- _WORK ITEM_: Return the lines below exactly, starting with the line that contains "assert_eq!(status, StatusCode::INTERNAL_SERVER_ERROR);" and stopping after the last line.

Stored items from a collection
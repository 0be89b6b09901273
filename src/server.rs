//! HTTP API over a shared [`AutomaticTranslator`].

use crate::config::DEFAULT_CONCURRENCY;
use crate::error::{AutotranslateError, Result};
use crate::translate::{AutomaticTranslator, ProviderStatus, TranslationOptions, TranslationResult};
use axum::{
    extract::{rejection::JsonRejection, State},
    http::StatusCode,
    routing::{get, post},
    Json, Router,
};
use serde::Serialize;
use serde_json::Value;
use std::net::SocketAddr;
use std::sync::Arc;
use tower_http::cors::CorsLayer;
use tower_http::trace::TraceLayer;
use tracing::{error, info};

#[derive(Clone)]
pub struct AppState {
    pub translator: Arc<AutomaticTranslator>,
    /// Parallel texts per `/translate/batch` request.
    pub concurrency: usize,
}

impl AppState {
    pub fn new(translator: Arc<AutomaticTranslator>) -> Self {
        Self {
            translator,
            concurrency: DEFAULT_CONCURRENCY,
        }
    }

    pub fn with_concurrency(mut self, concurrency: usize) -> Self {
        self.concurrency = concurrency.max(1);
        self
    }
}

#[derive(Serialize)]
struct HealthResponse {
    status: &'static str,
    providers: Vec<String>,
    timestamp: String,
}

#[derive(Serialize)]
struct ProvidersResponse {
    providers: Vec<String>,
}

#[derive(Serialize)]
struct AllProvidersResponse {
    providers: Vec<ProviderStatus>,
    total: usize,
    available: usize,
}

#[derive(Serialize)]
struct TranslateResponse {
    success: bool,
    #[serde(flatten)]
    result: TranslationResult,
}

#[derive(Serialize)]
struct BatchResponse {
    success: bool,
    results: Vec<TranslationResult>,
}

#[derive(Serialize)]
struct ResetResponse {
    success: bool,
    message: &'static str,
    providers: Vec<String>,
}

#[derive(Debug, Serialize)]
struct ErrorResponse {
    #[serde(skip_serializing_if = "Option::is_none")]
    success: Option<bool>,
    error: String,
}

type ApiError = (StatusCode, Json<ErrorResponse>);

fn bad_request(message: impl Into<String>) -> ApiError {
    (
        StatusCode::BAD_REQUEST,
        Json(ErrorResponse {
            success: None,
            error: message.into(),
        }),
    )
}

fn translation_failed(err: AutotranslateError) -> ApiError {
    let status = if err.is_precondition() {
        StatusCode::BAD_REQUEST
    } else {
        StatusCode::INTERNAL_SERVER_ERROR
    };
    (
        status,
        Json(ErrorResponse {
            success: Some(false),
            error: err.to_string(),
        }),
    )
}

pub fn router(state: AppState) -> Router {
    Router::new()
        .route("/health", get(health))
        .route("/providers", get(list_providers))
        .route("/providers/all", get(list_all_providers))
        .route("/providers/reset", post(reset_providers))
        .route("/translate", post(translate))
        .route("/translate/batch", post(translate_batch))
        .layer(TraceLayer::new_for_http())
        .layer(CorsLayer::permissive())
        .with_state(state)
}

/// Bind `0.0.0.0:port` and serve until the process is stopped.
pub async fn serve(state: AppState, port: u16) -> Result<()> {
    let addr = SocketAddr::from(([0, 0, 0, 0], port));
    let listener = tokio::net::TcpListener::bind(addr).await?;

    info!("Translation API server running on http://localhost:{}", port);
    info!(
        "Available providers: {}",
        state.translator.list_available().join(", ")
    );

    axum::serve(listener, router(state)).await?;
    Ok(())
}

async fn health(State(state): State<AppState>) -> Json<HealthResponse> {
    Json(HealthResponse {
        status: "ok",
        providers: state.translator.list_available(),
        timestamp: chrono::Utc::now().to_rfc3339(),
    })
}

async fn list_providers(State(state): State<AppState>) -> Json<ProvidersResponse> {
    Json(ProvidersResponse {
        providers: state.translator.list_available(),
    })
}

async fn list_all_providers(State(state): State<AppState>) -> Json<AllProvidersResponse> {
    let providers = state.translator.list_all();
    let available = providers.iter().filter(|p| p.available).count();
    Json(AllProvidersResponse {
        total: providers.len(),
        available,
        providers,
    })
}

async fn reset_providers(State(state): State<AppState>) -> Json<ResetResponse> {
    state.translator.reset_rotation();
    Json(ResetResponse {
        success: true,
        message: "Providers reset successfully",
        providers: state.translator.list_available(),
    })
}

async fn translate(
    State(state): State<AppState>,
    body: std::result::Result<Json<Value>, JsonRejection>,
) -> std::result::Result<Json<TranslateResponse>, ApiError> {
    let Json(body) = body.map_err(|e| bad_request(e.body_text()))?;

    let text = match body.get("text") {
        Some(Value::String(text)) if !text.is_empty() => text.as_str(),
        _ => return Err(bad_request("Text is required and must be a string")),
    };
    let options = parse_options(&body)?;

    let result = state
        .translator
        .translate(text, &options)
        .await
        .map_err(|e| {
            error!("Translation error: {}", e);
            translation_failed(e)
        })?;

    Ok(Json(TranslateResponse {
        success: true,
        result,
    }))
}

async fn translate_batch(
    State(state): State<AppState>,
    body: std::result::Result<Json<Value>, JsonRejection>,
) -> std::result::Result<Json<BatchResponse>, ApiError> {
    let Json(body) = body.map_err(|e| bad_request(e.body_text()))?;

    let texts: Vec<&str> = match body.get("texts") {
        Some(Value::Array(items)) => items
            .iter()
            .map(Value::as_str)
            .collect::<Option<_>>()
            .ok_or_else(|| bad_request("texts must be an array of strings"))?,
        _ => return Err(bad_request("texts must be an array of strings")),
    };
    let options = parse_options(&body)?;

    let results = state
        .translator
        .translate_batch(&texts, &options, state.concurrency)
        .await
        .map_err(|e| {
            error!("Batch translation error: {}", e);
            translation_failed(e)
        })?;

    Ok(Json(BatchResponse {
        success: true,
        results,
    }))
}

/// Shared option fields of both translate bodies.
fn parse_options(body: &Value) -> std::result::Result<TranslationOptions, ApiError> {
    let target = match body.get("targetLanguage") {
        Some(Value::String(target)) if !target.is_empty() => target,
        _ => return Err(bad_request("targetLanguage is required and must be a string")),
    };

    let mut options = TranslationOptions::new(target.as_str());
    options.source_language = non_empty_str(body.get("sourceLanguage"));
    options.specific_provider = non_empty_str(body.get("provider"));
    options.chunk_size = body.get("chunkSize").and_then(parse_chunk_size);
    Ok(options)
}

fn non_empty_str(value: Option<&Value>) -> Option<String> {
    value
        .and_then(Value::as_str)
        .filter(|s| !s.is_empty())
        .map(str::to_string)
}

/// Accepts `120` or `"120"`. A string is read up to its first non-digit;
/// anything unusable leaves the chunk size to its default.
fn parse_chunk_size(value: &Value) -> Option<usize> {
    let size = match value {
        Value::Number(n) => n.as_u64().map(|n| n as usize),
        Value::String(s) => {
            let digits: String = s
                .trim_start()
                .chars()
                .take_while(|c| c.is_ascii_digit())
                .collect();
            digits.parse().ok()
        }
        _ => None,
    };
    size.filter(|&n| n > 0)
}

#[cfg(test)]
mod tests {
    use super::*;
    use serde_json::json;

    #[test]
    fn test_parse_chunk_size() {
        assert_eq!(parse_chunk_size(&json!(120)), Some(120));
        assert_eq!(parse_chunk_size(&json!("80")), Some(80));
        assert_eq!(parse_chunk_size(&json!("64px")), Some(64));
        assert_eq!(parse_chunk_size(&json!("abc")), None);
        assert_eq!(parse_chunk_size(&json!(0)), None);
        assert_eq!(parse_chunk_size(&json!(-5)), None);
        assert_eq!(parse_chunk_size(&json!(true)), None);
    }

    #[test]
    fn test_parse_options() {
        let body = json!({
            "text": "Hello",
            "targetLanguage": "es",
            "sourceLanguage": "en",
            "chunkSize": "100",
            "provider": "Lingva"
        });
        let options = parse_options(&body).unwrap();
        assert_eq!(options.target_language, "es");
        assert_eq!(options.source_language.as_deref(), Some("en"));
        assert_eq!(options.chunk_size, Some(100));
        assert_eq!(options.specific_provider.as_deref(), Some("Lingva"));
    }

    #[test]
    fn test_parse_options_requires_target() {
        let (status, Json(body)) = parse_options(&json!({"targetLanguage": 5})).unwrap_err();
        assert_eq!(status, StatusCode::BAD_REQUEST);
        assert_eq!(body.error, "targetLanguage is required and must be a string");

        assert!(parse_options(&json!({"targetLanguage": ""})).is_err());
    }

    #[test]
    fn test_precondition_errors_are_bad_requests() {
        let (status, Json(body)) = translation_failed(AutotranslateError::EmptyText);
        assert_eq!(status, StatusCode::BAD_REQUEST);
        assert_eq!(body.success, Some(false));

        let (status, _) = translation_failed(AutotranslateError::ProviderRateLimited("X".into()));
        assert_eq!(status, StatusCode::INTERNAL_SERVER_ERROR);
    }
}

- _ANSWER BOX_:
        assert_eq!(status, StatusCode::INTERNAL_SERVER_ERROR);
    }
}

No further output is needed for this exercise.